Content starts

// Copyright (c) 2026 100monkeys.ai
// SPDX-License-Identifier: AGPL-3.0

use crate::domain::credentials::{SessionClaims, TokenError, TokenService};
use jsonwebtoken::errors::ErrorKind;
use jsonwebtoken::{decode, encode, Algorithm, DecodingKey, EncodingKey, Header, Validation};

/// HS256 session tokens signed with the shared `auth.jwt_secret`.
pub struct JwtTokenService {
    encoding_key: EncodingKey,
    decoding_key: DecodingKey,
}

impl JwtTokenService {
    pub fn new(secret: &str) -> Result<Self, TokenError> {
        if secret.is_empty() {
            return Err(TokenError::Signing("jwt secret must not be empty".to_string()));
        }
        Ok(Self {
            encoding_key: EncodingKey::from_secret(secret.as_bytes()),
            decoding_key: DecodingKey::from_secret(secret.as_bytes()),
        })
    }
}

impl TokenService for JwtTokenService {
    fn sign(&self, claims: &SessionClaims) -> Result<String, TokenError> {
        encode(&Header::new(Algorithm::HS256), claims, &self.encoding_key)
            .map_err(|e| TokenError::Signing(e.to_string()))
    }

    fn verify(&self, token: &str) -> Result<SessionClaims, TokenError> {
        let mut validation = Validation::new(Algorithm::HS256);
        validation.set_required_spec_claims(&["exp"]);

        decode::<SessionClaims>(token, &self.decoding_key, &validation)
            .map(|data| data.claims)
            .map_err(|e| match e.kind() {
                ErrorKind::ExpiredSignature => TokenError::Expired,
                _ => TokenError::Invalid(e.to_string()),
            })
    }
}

Content ends
Content starts

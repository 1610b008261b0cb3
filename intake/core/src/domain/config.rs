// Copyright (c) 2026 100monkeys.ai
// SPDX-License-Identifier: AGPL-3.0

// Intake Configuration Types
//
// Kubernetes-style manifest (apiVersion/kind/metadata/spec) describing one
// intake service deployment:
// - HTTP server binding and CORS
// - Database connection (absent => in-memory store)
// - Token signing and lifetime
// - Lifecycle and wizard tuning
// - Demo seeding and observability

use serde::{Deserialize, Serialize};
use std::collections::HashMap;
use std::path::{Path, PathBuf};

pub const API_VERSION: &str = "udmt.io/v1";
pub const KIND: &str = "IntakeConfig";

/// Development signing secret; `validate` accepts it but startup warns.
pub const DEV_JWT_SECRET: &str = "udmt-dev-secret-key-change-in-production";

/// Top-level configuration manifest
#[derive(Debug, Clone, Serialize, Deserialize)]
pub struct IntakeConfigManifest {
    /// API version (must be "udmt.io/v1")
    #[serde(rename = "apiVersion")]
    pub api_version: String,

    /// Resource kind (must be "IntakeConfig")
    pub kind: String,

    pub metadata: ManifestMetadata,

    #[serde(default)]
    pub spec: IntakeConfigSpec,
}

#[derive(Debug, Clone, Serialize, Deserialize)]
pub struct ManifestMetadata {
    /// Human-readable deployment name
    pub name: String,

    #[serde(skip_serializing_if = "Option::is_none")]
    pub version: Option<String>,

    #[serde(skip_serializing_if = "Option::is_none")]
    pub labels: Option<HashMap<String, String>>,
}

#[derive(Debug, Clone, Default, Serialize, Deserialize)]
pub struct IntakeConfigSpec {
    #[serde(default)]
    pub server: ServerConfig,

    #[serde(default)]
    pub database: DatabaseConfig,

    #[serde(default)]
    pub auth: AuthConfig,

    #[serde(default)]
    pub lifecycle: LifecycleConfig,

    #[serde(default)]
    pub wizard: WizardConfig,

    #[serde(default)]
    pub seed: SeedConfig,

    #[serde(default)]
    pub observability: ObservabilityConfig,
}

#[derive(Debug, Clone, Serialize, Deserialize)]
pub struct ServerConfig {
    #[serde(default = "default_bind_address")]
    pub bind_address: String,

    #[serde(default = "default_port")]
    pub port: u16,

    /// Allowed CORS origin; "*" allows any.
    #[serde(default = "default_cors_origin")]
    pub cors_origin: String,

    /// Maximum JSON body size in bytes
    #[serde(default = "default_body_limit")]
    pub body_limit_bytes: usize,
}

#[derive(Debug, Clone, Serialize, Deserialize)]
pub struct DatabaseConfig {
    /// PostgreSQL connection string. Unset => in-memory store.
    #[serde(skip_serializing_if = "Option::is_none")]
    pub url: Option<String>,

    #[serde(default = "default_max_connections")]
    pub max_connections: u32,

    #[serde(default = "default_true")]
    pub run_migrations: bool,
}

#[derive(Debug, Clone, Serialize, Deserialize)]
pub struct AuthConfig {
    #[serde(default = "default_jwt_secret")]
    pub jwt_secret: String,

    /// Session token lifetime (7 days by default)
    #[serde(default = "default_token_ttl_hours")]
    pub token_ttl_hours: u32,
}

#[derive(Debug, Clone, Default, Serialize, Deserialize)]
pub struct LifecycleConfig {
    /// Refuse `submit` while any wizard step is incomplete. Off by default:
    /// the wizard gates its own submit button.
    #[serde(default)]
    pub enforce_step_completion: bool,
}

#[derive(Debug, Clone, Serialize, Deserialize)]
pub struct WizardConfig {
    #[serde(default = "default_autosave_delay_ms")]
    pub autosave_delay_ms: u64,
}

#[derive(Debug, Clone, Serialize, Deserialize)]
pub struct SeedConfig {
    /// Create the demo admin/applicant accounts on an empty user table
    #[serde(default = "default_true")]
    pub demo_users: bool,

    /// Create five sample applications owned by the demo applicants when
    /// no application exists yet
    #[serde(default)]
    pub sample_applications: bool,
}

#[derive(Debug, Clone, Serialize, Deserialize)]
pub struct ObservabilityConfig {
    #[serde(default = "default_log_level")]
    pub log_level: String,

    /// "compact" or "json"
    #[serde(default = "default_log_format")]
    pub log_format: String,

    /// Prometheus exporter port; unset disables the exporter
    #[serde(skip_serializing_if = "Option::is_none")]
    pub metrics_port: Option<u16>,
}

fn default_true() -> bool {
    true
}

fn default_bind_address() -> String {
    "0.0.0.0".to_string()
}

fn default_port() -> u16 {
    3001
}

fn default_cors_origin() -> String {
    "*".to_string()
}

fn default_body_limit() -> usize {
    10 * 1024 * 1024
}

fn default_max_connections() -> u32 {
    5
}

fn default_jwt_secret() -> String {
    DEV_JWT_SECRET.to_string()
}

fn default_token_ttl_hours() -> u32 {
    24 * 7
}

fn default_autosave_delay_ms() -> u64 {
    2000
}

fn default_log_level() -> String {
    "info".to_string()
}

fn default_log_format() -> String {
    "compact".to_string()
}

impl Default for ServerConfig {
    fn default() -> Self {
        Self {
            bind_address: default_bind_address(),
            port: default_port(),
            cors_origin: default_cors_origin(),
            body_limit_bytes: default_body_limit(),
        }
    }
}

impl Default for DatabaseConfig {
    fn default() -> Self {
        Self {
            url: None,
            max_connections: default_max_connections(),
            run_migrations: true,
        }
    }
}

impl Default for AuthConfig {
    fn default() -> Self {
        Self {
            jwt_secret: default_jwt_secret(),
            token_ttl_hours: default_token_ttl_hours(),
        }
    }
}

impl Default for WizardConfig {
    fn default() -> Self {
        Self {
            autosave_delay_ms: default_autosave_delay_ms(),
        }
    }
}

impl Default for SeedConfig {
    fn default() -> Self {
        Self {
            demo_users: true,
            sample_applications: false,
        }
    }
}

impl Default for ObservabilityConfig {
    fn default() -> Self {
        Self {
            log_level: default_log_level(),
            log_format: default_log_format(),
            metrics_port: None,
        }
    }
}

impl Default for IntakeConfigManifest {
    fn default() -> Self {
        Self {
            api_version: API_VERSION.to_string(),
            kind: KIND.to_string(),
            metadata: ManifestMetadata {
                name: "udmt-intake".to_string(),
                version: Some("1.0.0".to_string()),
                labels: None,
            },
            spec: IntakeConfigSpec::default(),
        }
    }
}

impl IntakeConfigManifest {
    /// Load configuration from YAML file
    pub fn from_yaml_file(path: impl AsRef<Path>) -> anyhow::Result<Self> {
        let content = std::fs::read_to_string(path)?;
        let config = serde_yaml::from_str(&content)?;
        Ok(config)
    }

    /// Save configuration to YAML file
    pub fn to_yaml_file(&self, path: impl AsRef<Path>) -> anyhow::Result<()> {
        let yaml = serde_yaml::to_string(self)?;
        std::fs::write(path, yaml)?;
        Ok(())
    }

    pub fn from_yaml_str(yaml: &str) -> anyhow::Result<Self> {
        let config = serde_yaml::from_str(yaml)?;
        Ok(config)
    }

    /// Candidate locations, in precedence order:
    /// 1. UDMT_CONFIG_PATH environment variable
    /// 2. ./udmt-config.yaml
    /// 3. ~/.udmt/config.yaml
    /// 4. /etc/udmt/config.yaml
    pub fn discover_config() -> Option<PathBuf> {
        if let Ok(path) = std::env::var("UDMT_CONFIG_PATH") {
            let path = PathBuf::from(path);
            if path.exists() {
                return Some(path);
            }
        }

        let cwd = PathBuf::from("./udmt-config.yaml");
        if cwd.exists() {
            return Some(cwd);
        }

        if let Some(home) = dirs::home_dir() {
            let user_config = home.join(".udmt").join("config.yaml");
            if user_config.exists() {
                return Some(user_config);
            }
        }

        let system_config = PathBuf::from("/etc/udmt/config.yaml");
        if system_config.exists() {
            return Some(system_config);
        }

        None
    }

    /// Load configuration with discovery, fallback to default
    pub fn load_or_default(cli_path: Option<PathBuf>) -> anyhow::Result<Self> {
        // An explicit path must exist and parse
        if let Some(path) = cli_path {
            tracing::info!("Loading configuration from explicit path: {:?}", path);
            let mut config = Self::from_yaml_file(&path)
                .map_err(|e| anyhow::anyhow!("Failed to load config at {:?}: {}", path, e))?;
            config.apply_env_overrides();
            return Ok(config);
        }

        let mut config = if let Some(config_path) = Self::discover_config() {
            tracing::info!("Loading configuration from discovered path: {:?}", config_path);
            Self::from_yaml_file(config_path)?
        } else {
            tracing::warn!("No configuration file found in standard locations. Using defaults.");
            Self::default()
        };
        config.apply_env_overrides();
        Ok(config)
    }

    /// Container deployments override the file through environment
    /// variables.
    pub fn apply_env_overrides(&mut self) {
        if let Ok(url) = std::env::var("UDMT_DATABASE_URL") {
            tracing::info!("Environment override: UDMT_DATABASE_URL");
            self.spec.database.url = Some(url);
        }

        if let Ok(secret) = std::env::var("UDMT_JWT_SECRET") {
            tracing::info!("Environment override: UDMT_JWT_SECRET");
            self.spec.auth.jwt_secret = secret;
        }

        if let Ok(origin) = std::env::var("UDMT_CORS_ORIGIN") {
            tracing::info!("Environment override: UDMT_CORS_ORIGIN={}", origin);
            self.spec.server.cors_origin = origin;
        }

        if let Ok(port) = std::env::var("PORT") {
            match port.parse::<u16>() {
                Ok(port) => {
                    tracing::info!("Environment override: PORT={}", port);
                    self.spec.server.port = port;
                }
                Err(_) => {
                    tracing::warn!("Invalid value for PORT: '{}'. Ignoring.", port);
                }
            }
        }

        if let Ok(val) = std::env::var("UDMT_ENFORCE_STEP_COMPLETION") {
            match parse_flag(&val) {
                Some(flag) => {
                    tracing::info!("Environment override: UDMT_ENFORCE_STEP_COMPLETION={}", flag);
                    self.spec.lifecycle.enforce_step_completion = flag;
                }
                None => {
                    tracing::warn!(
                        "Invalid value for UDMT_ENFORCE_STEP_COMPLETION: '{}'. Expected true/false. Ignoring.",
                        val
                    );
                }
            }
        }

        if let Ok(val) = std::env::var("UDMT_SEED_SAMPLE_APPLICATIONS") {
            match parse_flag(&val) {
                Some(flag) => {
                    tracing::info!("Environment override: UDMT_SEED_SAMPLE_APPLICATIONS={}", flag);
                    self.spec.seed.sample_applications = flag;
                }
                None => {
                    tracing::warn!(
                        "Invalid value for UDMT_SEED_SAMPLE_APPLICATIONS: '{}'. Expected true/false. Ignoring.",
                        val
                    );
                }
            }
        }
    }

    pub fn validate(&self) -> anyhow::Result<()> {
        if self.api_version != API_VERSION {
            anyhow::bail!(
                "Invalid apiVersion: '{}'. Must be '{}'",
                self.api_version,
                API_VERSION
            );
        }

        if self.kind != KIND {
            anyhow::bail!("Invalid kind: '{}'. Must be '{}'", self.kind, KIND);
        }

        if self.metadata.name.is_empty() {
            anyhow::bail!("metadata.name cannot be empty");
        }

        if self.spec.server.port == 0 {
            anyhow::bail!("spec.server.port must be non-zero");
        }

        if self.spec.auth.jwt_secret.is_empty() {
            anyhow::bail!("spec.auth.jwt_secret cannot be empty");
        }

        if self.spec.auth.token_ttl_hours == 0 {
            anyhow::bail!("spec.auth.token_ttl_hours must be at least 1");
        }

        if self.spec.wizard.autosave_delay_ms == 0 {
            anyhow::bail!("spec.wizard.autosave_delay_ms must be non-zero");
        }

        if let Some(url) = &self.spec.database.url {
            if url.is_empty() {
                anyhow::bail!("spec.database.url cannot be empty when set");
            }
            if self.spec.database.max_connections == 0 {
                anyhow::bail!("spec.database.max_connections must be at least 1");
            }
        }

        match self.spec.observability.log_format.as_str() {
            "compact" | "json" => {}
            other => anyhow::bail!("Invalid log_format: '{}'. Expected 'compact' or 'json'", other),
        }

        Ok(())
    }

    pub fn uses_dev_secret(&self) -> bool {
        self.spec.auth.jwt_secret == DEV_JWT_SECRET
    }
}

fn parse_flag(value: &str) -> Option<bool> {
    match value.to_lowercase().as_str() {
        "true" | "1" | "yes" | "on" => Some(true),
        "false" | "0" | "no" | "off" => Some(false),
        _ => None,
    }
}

Content ends

Within the listing above, count the lines that contain the string "Ignoring". Give only the number.

3